» **The problem**:
Every record below is to be restated word for word.

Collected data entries

+ + + + + + +

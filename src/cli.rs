//! Plumbing shared by the command-line tools.

use std::path::PathBuf;

use anyhow::{bail, Context};
use clap::{Args, Parser};
use ilamb_core::{discover_models, DiscoveryOptions, ModelOptions, ModelResult};
use regex::Regex;
use tracing_subscriber::EnvFilter;

/// Options selecting which models to load.
#[derive(Args, Debug, Clone)]
pub struct DiscoveryArgs {
    /// Directory whose subdirectories each hold one model's output
    #[arg(long = "model_root", default_value = "./")]
    pub model_root: PathBuf,

    /// Only load these models
    #[arg(long, num_args = 1..)]
    pub models: Vec<String>,

    /// Only index files whose name contains this string
    #[arg(long, default_value = "")]
    pub filter: String,

    /// Only index files whose name matches this pattern
    #[arg(long)]
    pub regex: Option<String>,

    /// Suppress progress output
    #[arg(short, long)]
    pub quiet: bool,
}

/// Arguments of `ilamb-mean`.
#[derive(Parser, Debug)]
#[command(name = "ilamb-mean")]
#[command(about = "Compute multi-model means of model output on a common grid")]
pub struct MeanArgs {
    #[command(flatten)]
    pub discovery: DiscoveryArgs,

    /// Directory the mean files are written to
    #[arg(long = "output_dir", default_value = "./")]
    pub output_dir: PathBuf,

    /// Variables to average (defaults to a standard benchmarking set)
    #[arg(long, num_args = 1..)]
    pub variables: Vec<String>,

    /// Models already share one grid; average the raw arrays
    #[arg(short = 'g', long = "same_grid")]
    pub same_grid: bool,

    /// Resolution of the target grid in degrees
    #[arg(short, long, default_value_t = 1.0)]
    pub res: f64,
}

/// Arguments of `ilamb-doctor`.
#[derive(Parser, Debug)]
#[command(name = "ilamb-doctor")]
#[command(about = "Report which confrontation variables each model provides")]
pub struct DoctorArgs {
    #[command(flatten)]
    pub discovery: DiscoveryArgs,

    /// Confrontation configuration file
    #[arg(long)]
    pub config: PathBuf,

    /// Map model year Y0 onto year YF
    #[arg(long = "model_year", num_args = 1..)]
    pub model_year: Vec<i32>,

    /// Only report these confrontations
    #[arg(long, num_args = 1..)]
    pub confrontations: Vec<String>,

    /// Directory confrontation results are built into
    #[arg(long = "build_dir", default_value = "./_build")]
    pub build_dir: PathBuf,
}

/// Installs the log formatter. `RUST_LOG` overrides the default of `warn`.
pub fn init_logging() {
    let filter = EnvFilter::try_from_default_env().unwrap_or_else(|_| EnvFilter::new("warn"));
    // Fails only when a subscriber is already installed, which is kept.
    let _ = tracing_subscriber::fmt()
        .with_env_filter(filter)
        .with_writer(std::io::stderr)
        .try_init();
}

/// Discovers the models under `args.model_root`.
///
/// # Errors
///
/// Fails when the root cannot be read, the regex is invalid, or no model
/// is found.
pub fn discover(args: &DiscoveryArgs, model_year: &[i32]) -> anyhow::Result<Vec<ModelResult>> {
    let regex = args
        .regex
        .as_deref()
        .map(Regex::new)
        .transpose()
        .context("invalid --regex")?;
    let options = DiscoveryOptions {
        models: args.models.clone(),
        model: ModelOptions {
            filter: args.filter.clone(),
            regex,
            model_year: model_year.to_vec(),
        },
    };

    let models = discover_models(&args.model_root, &options)
        .with_context(|| format!("failed to load models from {}", args.model_root.display()))?;
    if models.is_empty() {
        bail!("No models found in {}", args.model_root.display());
    }
    if !args.quiet {
        for model in &models {
            println!("Found model: {}", model.name);
        }
    }
    Ok(models)
}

+ + + + + + +

» **Task output**:
filename src/cli.rs
//! Plumbing shared by the command-line tools.

use std::path::PathBuf;

use anyhow::{bail, Context};
use clap::{Args, Parser};
use ilamb_core::{discover_models, DiscoveryOptions, ModelOptions, ModelResult};
use regex::Regex;
use tracing_subscriber::EnvFilter;

/// Options selecting which models to load.
#[derive(Args, Debug, Clone)]
pub struct DiscoveryArgs {
    /// Directory whose subdirectories each hold one model's output
    #[arg(long = "model_root", default_value = "./")]
    pub model_root: PathBuf,

    /// Only load these models
    #[arg(long, num_args = 1..)]
    pub models: Vec<String>,

    /// Only index files whose name contains this string
    #[arg(long, default_value = "")]
    pub filter: String,

    /// Only index files whose name matches this pattern
    #[arg(long)]
    pub regex: Option<String>,

    /// Suppress progress output
    #[arg(short, long)]
    pub quiet: bool,
}

/// Arguments of `ilamb-mean`.
#[derive(Parser, Debug)]
#[command(name = "ilamb-mean")]
#[command(about = "Compute multi-model means of model output on a common grid")]
pub struct MeanArgs {
    #[command(flatten)]
    pub discovery: DiscoveryArgs,

    /// Directory the mean files are written to
    #[arg(long = "output_dir", default_value = "./")]
    pub output_dir: PathBuf,

    /// Variables to average (defaults to a standard benchmarking set)
    #[arg(long, num_args = 1..)]
    pub variables: Vec<String>,

    /// Models already share one grid; average the raw arrays
    #[arg(short = 'g', long = "same_grid")]
    pub same_grid: bool,

    /// Resolution of the target grid in degrees
    #[arg(short, long, default_value_t = 1.0)]
    pub res: f64,
}

/// Arguments of `ilamb-doctor`.
#[derive(Parser, Debug)]
#[command(name = "ilamb-doctor")]
#[command(about = "Report which confrontation variables each model provides")]
pub struct DoctorArgs {
    #[command(flatten)]
    pub discovery: DiscoveryArgs,

    /// Confrontation configuration file
    #[arg(long)]
    pub config: PathBuf,

    /// Map model year Y0 onto year YF
    #[arg(long = "model_year", num_args = 1..)]
    pub model_year: Vec<i32>,

    /// Only report these confrontations
    #[arg(long, num_args = 1..)]
    pub confrontations: Vec<String>,

    /// Directory confrontation results are built into
    #[arg(long = "build_dir", default_value = "./_build")]
    pub build_dir: PathBuf,
}

/// Installs the log formatter. `RUST_LOG` overrides the default of `warn`.
pub fn init_logging() {
    let filter = EnvFilter::try_from_default_env().unwrap_or_else(|_| EnvFilter::new("warn"));
    // Fails only when a subscriber is already installed, which is kept.
    let _ = tracing_subscriber::fmt()
        .with_env_filter(filter)
        .with_writer(std::io::stderr)
        .try_init();
}

/// Discovers the models under `args.model_root`.
///
/// # Errors
///
/// Fails when the root cannot be read, the regex is invalid, or no model
/// is found.
pub fn discover(args: &DiscoveryArgs, model_year: &[i32]) -> anyhow::Result<Vec<ModelResult>> {
    let regex = args
        .regex
        .as_deref()
        .map(Regex::new)
        .transpose()
        .context("invalid --regex")?;
    let options = DiscoveryOptions {
        models: args.models.clone(),
        model: ModelOptions {
            filter: args.filter.clone(),
            regex,
            model_year: model_year.to_vec(),
        },
    };

    let models = discover_models(&args.model_root, &options)
        .with_context(|| format!("failed to load models from {}", args.model_root.display()))?;
    if models.is_empty() {
        bail!("No models found in {}", args.model_root.display());
    }
    if !args.quiet {
        for model in &models {
            println!("Found model: {}", model.name);
        }
    }
    Ok(models)
}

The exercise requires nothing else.